Stored data entries
# # # # # # #

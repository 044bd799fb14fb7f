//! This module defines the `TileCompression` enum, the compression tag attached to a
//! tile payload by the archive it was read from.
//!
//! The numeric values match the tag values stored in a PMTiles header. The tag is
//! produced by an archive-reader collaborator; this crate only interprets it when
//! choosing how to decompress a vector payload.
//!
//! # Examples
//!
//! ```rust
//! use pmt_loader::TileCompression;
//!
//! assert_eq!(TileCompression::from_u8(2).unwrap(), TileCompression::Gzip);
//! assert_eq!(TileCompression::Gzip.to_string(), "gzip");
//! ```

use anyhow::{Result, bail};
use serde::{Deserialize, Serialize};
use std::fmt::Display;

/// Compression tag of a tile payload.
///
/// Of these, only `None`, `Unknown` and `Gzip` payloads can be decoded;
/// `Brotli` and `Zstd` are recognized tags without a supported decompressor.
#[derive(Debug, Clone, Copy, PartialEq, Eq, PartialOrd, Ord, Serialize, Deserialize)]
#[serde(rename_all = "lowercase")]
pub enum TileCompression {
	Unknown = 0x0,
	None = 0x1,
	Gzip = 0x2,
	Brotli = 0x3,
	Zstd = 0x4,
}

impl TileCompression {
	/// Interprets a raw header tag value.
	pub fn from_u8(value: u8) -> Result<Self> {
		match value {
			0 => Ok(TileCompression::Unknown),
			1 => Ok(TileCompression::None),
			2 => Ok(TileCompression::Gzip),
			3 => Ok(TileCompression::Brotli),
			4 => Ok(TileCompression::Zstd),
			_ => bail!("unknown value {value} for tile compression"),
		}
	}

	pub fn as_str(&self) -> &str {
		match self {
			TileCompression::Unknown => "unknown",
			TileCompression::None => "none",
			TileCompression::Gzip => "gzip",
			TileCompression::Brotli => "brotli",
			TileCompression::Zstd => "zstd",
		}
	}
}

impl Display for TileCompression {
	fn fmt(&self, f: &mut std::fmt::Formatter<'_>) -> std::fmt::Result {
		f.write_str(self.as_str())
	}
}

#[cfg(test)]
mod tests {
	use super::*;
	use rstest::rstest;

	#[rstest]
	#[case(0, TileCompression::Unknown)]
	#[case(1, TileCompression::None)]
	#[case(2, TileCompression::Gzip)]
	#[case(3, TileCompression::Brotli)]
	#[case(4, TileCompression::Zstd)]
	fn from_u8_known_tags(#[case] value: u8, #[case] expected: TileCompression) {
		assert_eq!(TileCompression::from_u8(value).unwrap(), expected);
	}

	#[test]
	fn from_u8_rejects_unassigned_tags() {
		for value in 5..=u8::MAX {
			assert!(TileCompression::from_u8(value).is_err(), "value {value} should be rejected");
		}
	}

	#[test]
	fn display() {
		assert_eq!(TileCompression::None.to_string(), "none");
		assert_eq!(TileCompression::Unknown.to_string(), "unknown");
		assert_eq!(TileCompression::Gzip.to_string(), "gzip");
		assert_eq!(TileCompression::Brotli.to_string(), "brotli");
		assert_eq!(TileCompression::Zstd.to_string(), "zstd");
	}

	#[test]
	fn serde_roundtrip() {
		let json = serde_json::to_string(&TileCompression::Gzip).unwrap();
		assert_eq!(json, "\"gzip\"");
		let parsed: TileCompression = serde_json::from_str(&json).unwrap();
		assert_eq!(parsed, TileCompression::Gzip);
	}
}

# # # # # # #

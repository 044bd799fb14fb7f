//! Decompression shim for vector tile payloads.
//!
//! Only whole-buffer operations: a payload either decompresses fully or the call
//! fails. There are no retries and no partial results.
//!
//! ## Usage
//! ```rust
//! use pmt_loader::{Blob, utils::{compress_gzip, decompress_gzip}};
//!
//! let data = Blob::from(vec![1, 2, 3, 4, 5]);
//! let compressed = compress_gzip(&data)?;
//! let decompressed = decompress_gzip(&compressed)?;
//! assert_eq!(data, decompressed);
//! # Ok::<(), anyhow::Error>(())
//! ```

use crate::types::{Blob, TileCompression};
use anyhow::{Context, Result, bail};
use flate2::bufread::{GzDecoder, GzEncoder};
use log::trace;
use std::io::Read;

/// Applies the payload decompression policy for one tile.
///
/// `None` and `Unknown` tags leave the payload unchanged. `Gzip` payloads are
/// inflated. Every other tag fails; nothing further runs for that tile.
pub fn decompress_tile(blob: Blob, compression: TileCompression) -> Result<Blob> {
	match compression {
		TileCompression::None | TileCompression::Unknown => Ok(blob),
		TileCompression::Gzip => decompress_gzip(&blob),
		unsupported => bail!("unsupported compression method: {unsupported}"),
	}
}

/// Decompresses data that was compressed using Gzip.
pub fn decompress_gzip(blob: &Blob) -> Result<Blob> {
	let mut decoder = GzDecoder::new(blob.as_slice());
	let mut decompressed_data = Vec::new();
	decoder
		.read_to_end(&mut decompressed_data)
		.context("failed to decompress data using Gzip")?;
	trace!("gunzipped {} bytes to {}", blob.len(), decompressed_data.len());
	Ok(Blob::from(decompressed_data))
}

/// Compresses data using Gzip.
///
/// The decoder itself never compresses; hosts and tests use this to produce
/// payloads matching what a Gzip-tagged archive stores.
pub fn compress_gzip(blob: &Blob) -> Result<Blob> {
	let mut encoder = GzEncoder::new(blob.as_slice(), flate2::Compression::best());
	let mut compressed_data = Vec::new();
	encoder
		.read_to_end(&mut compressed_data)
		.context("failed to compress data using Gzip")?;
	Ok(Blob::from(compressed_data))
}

# # # # # # #

--- What the task asks ---
Extract each line holding the word "crate" from the records.

--- Solved problem ---
//! produced by an archive-reader collaborator; this crate only interprets it when
use crate::types::{Blob, TileCompression};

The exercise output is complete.